Medicare proposed more quality measures and smaller potential bonuses for its ACOs than those included in the 10 physician groups' five-year pilot with the CMS, which ended in 2010. Hospitals and physician groups have criticized the 65 proposed quality measures, bonus criteria and potential financial penalties as too much risk for too little possible return.
Other providers also called for fewer quality measures at the outset. So many quality measures present providers with “a substantial practical constraint,” argued the 17 hospital and health system CEOs in their letter to Berwick.
The Sisters of Mercy Health System—which includes St. John's Clinic, one of the 10 physician groups—said in its own letter to the CMS that potential bonuses do not do enough to offset needed investment. The system declined an interview request.
From the system's experience “we know firsthand the challenges and costs of building the necessary infrastructure, collecting, reporting and acting on the necessary clinical data and changing our clinical culture accordingly,” the Springfield, Mo.-based system told the CMS.
The AHA lobbied in its letter to increase potential bonuses to up to 80% to 90% of eligible savings, based on quality performance.
Many executives said the verdict on Medicare accountable care hinges on the final rule.
At Intermountain Healthcare, executives have been “enthusiastic about the ACO concept since it was first discussed,” Greg Poulsen, Intermountain Healthcare senior vice president, said in a written statement. “However, we feel that the initial ACO regulations fell short of the goals that had been set, especially as it pertains to institutions that already are organized to coordinate care,” he said.
Intermountain, based in Salt Lake City with 20 hospitals in two states, won't decide whether to join one of Medicare's accountable care initiatives until after final rules have been released, he said.

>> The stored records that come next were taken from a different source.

/*
    Nyx, blazing fast astrodynamics
    Copyright (C) 2018-onwards Christopher Rabotin <christopher.rabotin@gmail.com>

    This program is free software: you can redistribute it and/or modify
    it under the terms of the GNU Affero General Public License as published
    by the Free Software Foundation, either version 3 of the License, or
    (at your option) any later version.

    This program is distributed in the hope that it will be useful,
    but WITHOUT ANY WARRANTY; without even the implied warranty of
    MERCHANTABILITY or FITNESS FOR A PARTICULAR PURPOSE.  See the
    GNU Affero General Public License for more details.

    You should have received a copy of the GNU Affero General Public License
    along with this program.  If not, see <https://www.gnu.org/licenses/>.
*/

use super::{FileFormatSnafu, InputOutputError, StdIOSnafu};
use crate::cosmic::Cosm;
use crate::linalg::{Vector2, Vector3};
use crate::od::msr::AngularRaDec;
use crate::od::GroundStation;
use crate::time::{Epoch, TimeScale, Unit};
use lazy_static::lazy_static;
use rayon::prelude::*;
use regex::Regex;
use snafu::ResultExt;
use std::fs;
use std::path::Path;
use std::str::FromStr;
use std::sync::Arc;

/// Number of lines before the first record: banner, reference epoch and column header
const HEADER_LINES: usize = 3;
/// Records whose first token starts with this marker (case insensitive) are gaps in the data
const SENTINEL: &str = "nan";

lazy_static! {
    static ref MJD_RE: Regex =
        Regex::new(r"MJD\s*=\s*(\d+(?:\.\d*)?)\s+(\d*\.?\d+(?:[eE][-+]?\d+)?)")
            .expect("MJD pattern is valid");
    static ref SENSOR_RE: Regex = Regex::new(r"Sensor\s+(\w+)").expect("sensor pattern is valid");
}

/// Loads the right ascension and declination observations of an OIF file.
///
/// The second line of the file provides the reference epoch as `MJD = <day> <day fraction>` in TT, and every record
/// has the whitespace separated fields `target, offset (s), RA (deg), Dec (deg), sensor X Y Z (km, GCRF)` followed by
/// the sensor velocity, the visual magnitude and the estimated range, which are ignored. The sensor of each record
/// becomes a ground station at the geodetic location of its Earth fixed position at the epoch of that record.
///
/// All observations share the provided sigmas (in radians) and unit weights.
pub fn load_oif<P: AsRef<Path>>(
    path: P,
    sigmas: Vector2<f64>,
    cosm: &Cosm,
) -> Result<Vec<AngularRaDec>, InputOutputError> {
    let path_str = path.as_ref().display().to_string();
    let contents = fs::read_to_string(&path).context(StdIOSnafu {
        action: format!("reading OIF {path_str}"),
    })?;
    let msrs = parse(&contents, &path_str, sigmas, cosm)?;
    info!("{path_str}: loaded {} observations", msrs.len());
    Ok(msrs)
}

/// Loads several OIF files in parallel. Each file succeeds or fails on its own.
pub fn load_many<P: AsRef<Path> + Sync>(
    paths: &[P],
    sigmas: Vector2<f64>,
    cosm: &Cosm,
) -> Vec<Result<Vec<AngularRaDec>, InputOutputError>> {
    paths
        .par_iter()
        .map(|path| load_oif(path, sigmas, cosm))
        .collect()
}

pub(crate) fn parse(
    contents: &str,
    path: &str,
    sigmas: Vector2<f64>,
    cosm: &Cosm,
) -> Result<Vec<AngularRaDec>, InputOutputError> {
    let lines: Vec<&str> = contents.lines().collect();
    let epoch_line = lines.get(1).copied().unwrap_or_default();

    let caps = match MJD_RE.captures(epoch_line) {
        Some(caps) => caps,
        None => {
            return FileFormatSnafu {
                path: path.to_string(),
                line: 2_usize,
                details: "no `MJD = <day> <fraction>` reference epoch",
            }
            .fail()
        }
    };
    let mjd_day = parse_field::<f64>(&caps[1], path, 1, "MJD day")?;
    let mjd_fraction = parse_field::<f64>(&caps[2], path, 1, "MJD fraction")?;
    let reference = Epoch::from_mjd_in_time_scale(mjd_day, TimeScale::TT) + mjd_fraction * Unit::Day;

    let sensor_name = SENSOR_RE
        .captures(epoch_line)
        .map(|caps| format!("Sensor {}", &caps[1]))
        .unwrap_or_else(|| {
            Path::new(path)
                .file_stem()
                .map(|stem| stem.to_string_lossy().to_string())
                .unwrap_or_else(|| path.to_string())
        });

    let mut msrs = Vec::with_capacity(lines.len().saturating_sub(HEADER_LINES));
    for (lno, line) in lines.iter().enumerate().skip(HEADER_LINES) {
        let items: Vec<&str> = line.split_whitespace().collect();
        if items.is_empty() {
            continue;
        }
        if items[0].to_lowercase().starts_with(SENTINEL) {
            debug!("{path}:{}: skipping gap marker", lno + 1);
            continue;
        }
        if items.len() < 7 {
            return FileFormatSnafu {
                path: path.to_string(),
                line: lno + 1,
                details: format!("expected at least 7 fields but found {}", items.len()),
            }
            .fail();
        }

        let target_id = parse_field::<u64>(items[0], path, lno, "target identifier")?;
        let offset_s = parse_field::<f64>(items[1], path, lno, "time offset")?;
        let ra_deg = parse_field::<f64>(items[2], path, lno, "right ascension")?;
        let dec_deg = parse_field::<f64>(items[3], path, lno, "declination")?;
        let mut sensor_gcrf_km = Vector3::zeros();
        for i in 0..3 {
            sensor_gcrf_km[i] = parse_field::<f64>(items[4 + i], path, lno, "sensor position")?;
        }

        let epoch = reference + offset_s * Unit::Second;
        let dcm = cosm
            .dcm_gcrf_to_itrf(epoch)
            .map_err(|e| InputOutputError::FileFormat {
                path: path.to_string(),
                line: lno + 1,
                details: format!("could not locate the sensor: {e}"),
            })?;
        let sensor_itrf_km = dcm * sensor_gcrf_km;
        let station = GroundStation::from_itrf_km(sensor_name.clone(), &sensor_itrf_km, cosm);

        msrs.push(AngularRaDec::new(
            Arc::new(station),
            epoch,
            ra_deg.to_radians(),
            dec_deg.to_radians(),
            sigmas,
            target_id.to_string(),
        ));
    }

    Ok(msrs)
}

fn parse_field<T: FromStr>(item: &str, path: &str, lno: usize, name: &str) -> Result<T, InputOutputError> {
    T::from_str(item).map_err(|_| InputOutputError::FileFormat {
        path: path.to_string(),
        line: lno + 1,
        details: format!("could not parse {name} from `{item}`"),
    })
}

#[cfg(test)]
mod ut_oif {
    use super::*;
    use std::path::PathBuf;

    fn data_dir() -> PathBuf {
        [env!("CARGO_MANIFEST_DIR"), "data", "oif"].iter().collect()
    }

    fn sigmas() -> Vector2<f64> {
        Vector2::new(0.005_f64.to_radians(), 0.005_f64.to_radians())
    }

    #[test]
    fn sample_file() {
        let _ = pretty_env_logger::try_init();
        let cosm = Cosm::iers2010();
        let msrs = load_oif(data_dir().join("sensor34_50008.oif"), sigmas(), &cosm).unwrap();

        // 12 lines: 3 header lines and one gap marker
        assert_eq!(msrs.len(), 8);

        let reference = Epoch::from_mjd_in_time_scale(60_021.0, TimeScale::TT)
            + 0.351_950_231_481_169 * Unit::Day;
        assert_eq!(msrs[0].epoch, reference);
        assert_eq!(msrs[1].epoch, reference + 6.2 * Unit::Second);
        assert_eq!(msrs[7].epoch, reference + 43.4 * Unit::Second);

        assert_eq!(msrs[0].observed[0], (-44.882_743_954_1_f64).to_radians());
        assert_eq!(msrs[0].observed[1], (-2.705_690_397_2_f64).to_radians());
        assert_eq!(msrs[0].target_id, "50008");
        assert_eq!(msrs[0].sigma, sigmas());
        assert_eq!(msrs[0].weight, Vector2::new(1.0, 1.0));

        let station = &msrs[0].station;
        assert_eq!(station.name, "Sensor 34");
        assert!(station.height_km.abs() < 1.0, "{station}");
        // Equatorial sensor, up to the tilt of the true equator of date
        assert!((0.1..0.6).contains(&station.latitude_deg), "{station}");

        // The Earth fixed sensor position maps back onto the GCRF position of the file
        let gcrf = station.position_gcrf_km(msrs[0].epoch, &cosm).unwrap();
        assert!((gcrf - Vector3::new(6152.814973, 1679.541697, 37.682399)).norm() < 1e-5);
    }

    #[test]
    fn malformed_files() {
        let cosm = Cosm::iers2010();
        let err = load_oif(data_dir().join("malformed.oif"), sigmas(), &cosm).unwrap_err();
        assert!(
            matches!(err, InputOutputError::FileFormat { line: 6, .. }),
            "{err}"
        );

        let no_epoch = "CLASSIFICATION: UNCLASSIFIED\nno reference epoch\nheader\n 1 0.0 1.0 2.0 6378.0 0.0 0.0\n";
        assert!(matches!(
            parse(no_epoch, "inline", sigmas(), &cosm),
            Err(InputOutputError::FileFormat { line: 2, .. })
        ));

        let short = "banner\nbase MJD = 60021 0.5\nheader\n 1 0.0 1.0 2.0\nNAN NAN\n";
        assert!(matches!(
            parse(short, "inline", sigmas(), &cosm),
            Err(InputOutputError::FileFormat { line: 4, .. })
        ));

        let bad_target = "banner\nbase MJD = 60021 0.5\nheader\n 50008 0.0 1.0 2.0 6378.0 0.0 0.0\n 5OO08 6.2 1.0 2.0 6378.0 0.0 0.0\n";
        assert_eq!(
            parse(bad_target, "inline", sigmas(), &cosm).unwrap_err(),
            InputOutputError::FileFormat {
                path: "inline".to_string(),
                line: 5,
                details: "could not parse target identifier from `5OO08`".to_string()
            }
        );

        // Only gap markers and blank lines
        let empty = "banner\nbase MJD = 60021 0.5\nheader\nnan\n\nNaN 1 2 3\n";
        assert!(parse(empty, "inline", sigmas(), &cosm).unwrap().is_empty());

        assert!(matches!(
            load_oif(data_dir().join("missing.oif"), sigmas(), &cosm),
            Err(InputOutputError::StdIOError { .. })
        ));
    }

    #[test]
    fn many_files_are_independent() {
        let cosm = Cosm::iers2010();
        let dir = data_dir();
        let paths = [
            dir.join("sensor34_50008.oif"),
            dir.join("malformed.oif"),
            dir.join("sensor34_50008.oif"),
        ];
        let results = load_many(&paths, sigmas(), &cosm);
        assert_eq!(results.len(), 3);
        assert_eq!(results[0].as_ref().map(|msrs| msrs.len()), Ok(8));
        assert!(results[1].is_err());
        assert_eq!(results[0], results[2]);
    }
}
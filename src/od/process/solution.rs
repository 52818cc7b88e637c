/*
    Nyx, blazing fast astrodynamics
    Copyright (C) 2018-onwards Christopher Rabotin <christopher.rabotin@gmail.com>

    This program is free software: you can redistribute it and/or modify
    it under the terms of the GNU Affero General Public License as published
    by the Free Software Foundation, either version 3 of the License, or
    (at your option) any later version.

    This program is distributed in the hope that it will be useful,
    but WITHOUT ANY WARRANTY; without even the implied warranty of
    MERCHANTABILITY or FITNESS FOR A PARTICULAR PURPOSE.  See the
    GNU Affero General Public License for more details.

    You should have received a copy of the GNU Affero General Public License
    along with this program.  If not, see <https://www.gnu.org/licenses/>.
*/

use crate::cosmic::{AstroError, Frame, Spacecraft};
use crate::linalg::{Matrix6, Vector6};
use crate::time::Epoch;
use serde_derive::{Deserialize, Serialize};
use std::fmt;

/// Convention of the rows and columns of a state covariance
#[derive(Copy, Clone, Debug, PartialEq, Eq, Serialize, Deserialize)]
pub enum CovarianceRepresentation {
    /// x, y, z (km) then vx, vy, vz (km/s), in the frame of the state
    Cartesian,
}

impl fmt::Display for CovarianceRepresentation {
    fn fmt(&self, f: &mut fmt::Formatter) -> fmt::Result {
        match self {
            Self::Cartesian => write!(f, "Cartesian"),
        }
    }
}

/// The result of an orbit determination: the estimated state and its covariance at the OD epoch.
#[derive(Copy, Clone, Debug, PartialEq)]
pub struct StateAndCovariance {
    pub state: Spacecraft,
    pub covariance: Matrix6<f64>,
    pub representation: CovarianceRepresentation,
    /// Whether the estimator converged before its iteration or evaluation limit
    pub converged: bool,
    pub iterations: usize,
    /// Root mean square of the weighted residuals of the last evaluation
    pub rms: f64,
}

impl StateAndCovariance {
    pub fn epoch(&self) -> Epoch {
        self.state.orbit.epoch
    }

    pub fn frame(&self) -> Frame {
        self.state.orbit.frame
    }

    /// Cartesian state vector, in km and km/s
    pub fn cartesian(&self) -> Vector6<f64> {
        self.state.orbit.to_cartesian_vec()
    }

    /// Keplerian elements of the state: sma (km), ecc, inc, raan, aop, ta (degrees)
    pub fn keplerian(&self) -> Result<Vector6<f64>, AstroError> {
        let orbit = &self.state.orbit;
        if orbit.frame.mu_km3_s2 <= 0.0 {
            return Err(AstroError::NoGravitationalParameter {
                action: "Keplerian elements of the OD solution",
            });
        }
        Ok(orbit.to_keplerian_vec())
    }

    /// Root sum square of the position standard deviations, in km
    pub fn sigma_position_km(&self) -> f64 {
        self.covariance.fixed_view::<3, 3>(0, 0).trace().sqrt()
    }

    /// Root sum square of the velocity standard deviations, in km/s
    pub fn sigma_velocity_km_s(&self) -> f64 {
        self.covariance.fixed_view::<3, 3>(3, 3).trace().sqrt()
    }

    /// One sigma of each Cartesian component
    pub fn sigmas(&self) -> Vector6<f64> {
        self.covariance.diagonal().map(|var| var.max(0.0).sqrt())
    }
}

impl fmt::Display for StateAndCovariance {
    fn fmt(&self, f: &mut fmt::Formatter) -> fmt::Result {
        let sigmas = self.sigmas();
        let fmt_sigmas: Vec<String> = sigmas.iter().map(|s| format!("{s:e}")).collect();
        write!(
            f,
            "=== OD solution @ {} ({} covariance, {}) ===\nstate {}\nsigmas [{}]\nRMS {:.6} after {} iterations\n",
            self.epoch(),
            self.representation,
            if self.converged {
                "converged"
            } else {
                "NOT converged"
            },
            self.state.orbit,
            fmt_sigmas.join(","),
            self.rms,
            self.iterations
        )
    }
}

impl fmt::LowerExp for StateAndCovariance {
    fn fmt(&self, f: &mut fmt::Formatter) -> fmt::Result {
        write!(f, "=== OD solution @ {} ===\nCovariance {:e}", self.epoch(), self.covariance)
    }
}
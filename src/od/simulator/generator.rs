/*
    Nyx, blazing fast astrodynamics
    Copyright (C) 2018-onwards Christopher Rabotin <christopher.rabotin@gmail.com>

    This program is free software: you can redistribute it and/or modify
    it under the terms of the GNU Affero General Public License as published
    by the Free Software Foundation, either version 3 of the License, or
    (at your option) any later version.

    This program is distributed in the hope that it will be useful,
    but WITHOUT ANY WARRANTY; without even the implied warranty of
    MERCHANTABILITY or FITNESS FOR A PARTICULAR PURPOSE.  See the
    GNU Affero General Public License for more details.

    You should have received a copy of the GNU Affero General Public License
    along with this program.  If not, see <https://www.gnu.org/licenses/>.
*/

use super::Cosm;
use crate::dynamics::SpacecraftDynamics;
use crate::linalg::Vector2;
use crate::od::msr::{AngularRaDec, MeasurementError};
use crate::od::noise::RaDecNoise;
use crate::od::{
    AstroFailureSnafu, GroundStation, InvalidInputSnafu, ODError, PropagationFailureSnafu,
};
use crate::propagators::{ErrorCtrl, Propagator};
use crate::time::{Duration, Epoch, TimeSeries};
use crate::Spacecraft;
use rand_pcg::Pcg64Mcg;
use snafu::{ensure, ResultExt};
use std::sync::Arc;
use std::time::Instant;
use typed_builder::TypedBuilder;

/// Generates right ascension and declination observations of a propagated spacecraft, as seen from one ground station.
#[derive(Clone, Debug, TypedBuilder)]
#[builder(doc)]
pub struct RaDecGenerator {
    pub station: Arc<GroundStation>,
    /// One sigma of the right ascension and declination, in radians
    pub sigma: Vector2<f64>,
    #[builder(default = Vector2::new(1.0, 1.0))]
    pub weight: Vector2<f64>,
    #[builder(default = String::from("UNKNOWN"), setter(into))]
    pub target_id: String,
    pub cosm: Arc<Cosm>,
}

impl RaDecGenerator {
    /// Generates one observation every `step` between `start` and `end` (both included), propagating `initial_state`.
    ///
    /// When a noise source is provided, a zero mean Gaussian noise of covariance diag(σ_ra², σ_dec²) is added to each
    /// observation, the right ascension noise being drawn first. The source is advanced by every draw, so several calls
    /// sharing one source produce different noise sequences. Without a source, the observations are exact.
    ///
    /// Observations below the elevation mask of the station, if any, are not generated.
    pub fn generate<E: ErrorCtrl>(
        &self,
        prop: &Propagator<SpacecraftDynamics, E>,
        initial_state: Spacecraft,
        start: Epoch,
        end: Epoch,
        step: Duration,
        mut rng: Option<&mut Pcg64Mcg>,
    ) -> Result<Vec<AngularRaDec>, ODError> {
        ensure!(
            step > Duration::ZERO,
            InvalidInputSnafu {
                msg: format!("measurement step must be positive but is {step}")
            }
        );

        let tick = Instant::now();
        let mut noise = RaDecNoise::from_sigmas(&self.sigma);
        let mut instance = prop.with(initial_state);
        let mut measurements = Vec::new();

        for epoch in TimeSeries::inclusive(start, end, step) {
            let state = instance
                .until_epoch(epoch)
                .context(PropagationFailureSnafu {
                    action: format!("generating measurements at {epoch}"),
                })?;

            if let Some(mask_deg) = self.station.elevation_mask_deg {
                let elevation_deg = self
                    .station
                    .elevation_deg_of(&state.orbit, &self.cosm)
                    .context(AstroFailureSnafu {
                        action: format!("computing the elevation at {epoch}"),
                    })?;
                if elevation_deg < mask_deg {
                    debug!(
                        "{} below the elevation mask of {} at {epoch} ({elevation_deg:.3} deg)",
                        self.target_id, self.station.name
                    );
                    continue;
                }
            }

            let computed = match AngularRaDec::compute(&self.station, &state.orbit, &self.cosm) {
                Ok((computed, _)) => computed,
                Err(MeasurementError::MeasurementAstro { source }) => {
                    return Err(ODError::AstroFailure {
                        action: format!("generating the measurement at {epoch}"),
                        source,
                    })
                }
                Err(e) => {
                    warn!("{e}: no measurement generated");
                    continue;
                }
            };

            let noises = match rng.as_deref_mut() {
                Some(rng) => noise.sample(epoch, rng),
                None => Vector2::zeros(),
            };

            measurements.push(
                AngularRaDec::new(
                    self.station.clone(),
                    epoch,
                    computed[0] + noises[0],
                    computed[1] + noises[1],
                    self.sigma,
                    self.target_id.clone(),
                )
                .with_weight(self.weight),
            );
        }

        let tock: Duration = tick.elapsed().into();
        info!(
            "Generated {} measurements of {} from {} in {tock}",
            measurements.len(),
            self.target_id,
            self.station.name
        );

        Ok(measurements)
    }
}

Methodist's Mansfield said the final rule should “rebalance your carrots and sticks in this initial overture.” Methodist officials are working to create a private-payer model but intended to ultimately apply as an ACO under the Medicare shared-savings program after laying the necessary and considerable groundwork. Once the program is established, Mansfield argued, policymakers can adopt more stringent ACO criteria. “You've got the purse,” Mansfield said. “You make the rules.”
Mansfield said he strongly believes the payment model has the potential to achieve savings and quality gains with less disruption than other likely options as lawmakers grapple with distressed budgets.
“Medicare is running out of money,” he said. “America is running out of money. Texas is running out of money. The reality that I see is one way or the other, we're not going to continue to spend the money we spend on healthcare” using taxpayer dollars.
And for that reason, some plan to give ACOs a try no matter what. “I think they are almost hard-wired for failure the way they are written,” said Dr. David Shulkin, president of Morristown (N.J.) Memorial Medical Center and vice president of Atlantic Health System.
But just as dutiful voters turn out when elections offer no attractive options, so do health systems have an obligation to pursue the promising payment model, he said. Atlantic Health System will seek to become an ACO under Medicare, as proposed or otherwise, Shulkin said. “I don't think it's responsible for us to sit this one out,” he said. “The imperative and need for change is so great that we must participate in it.”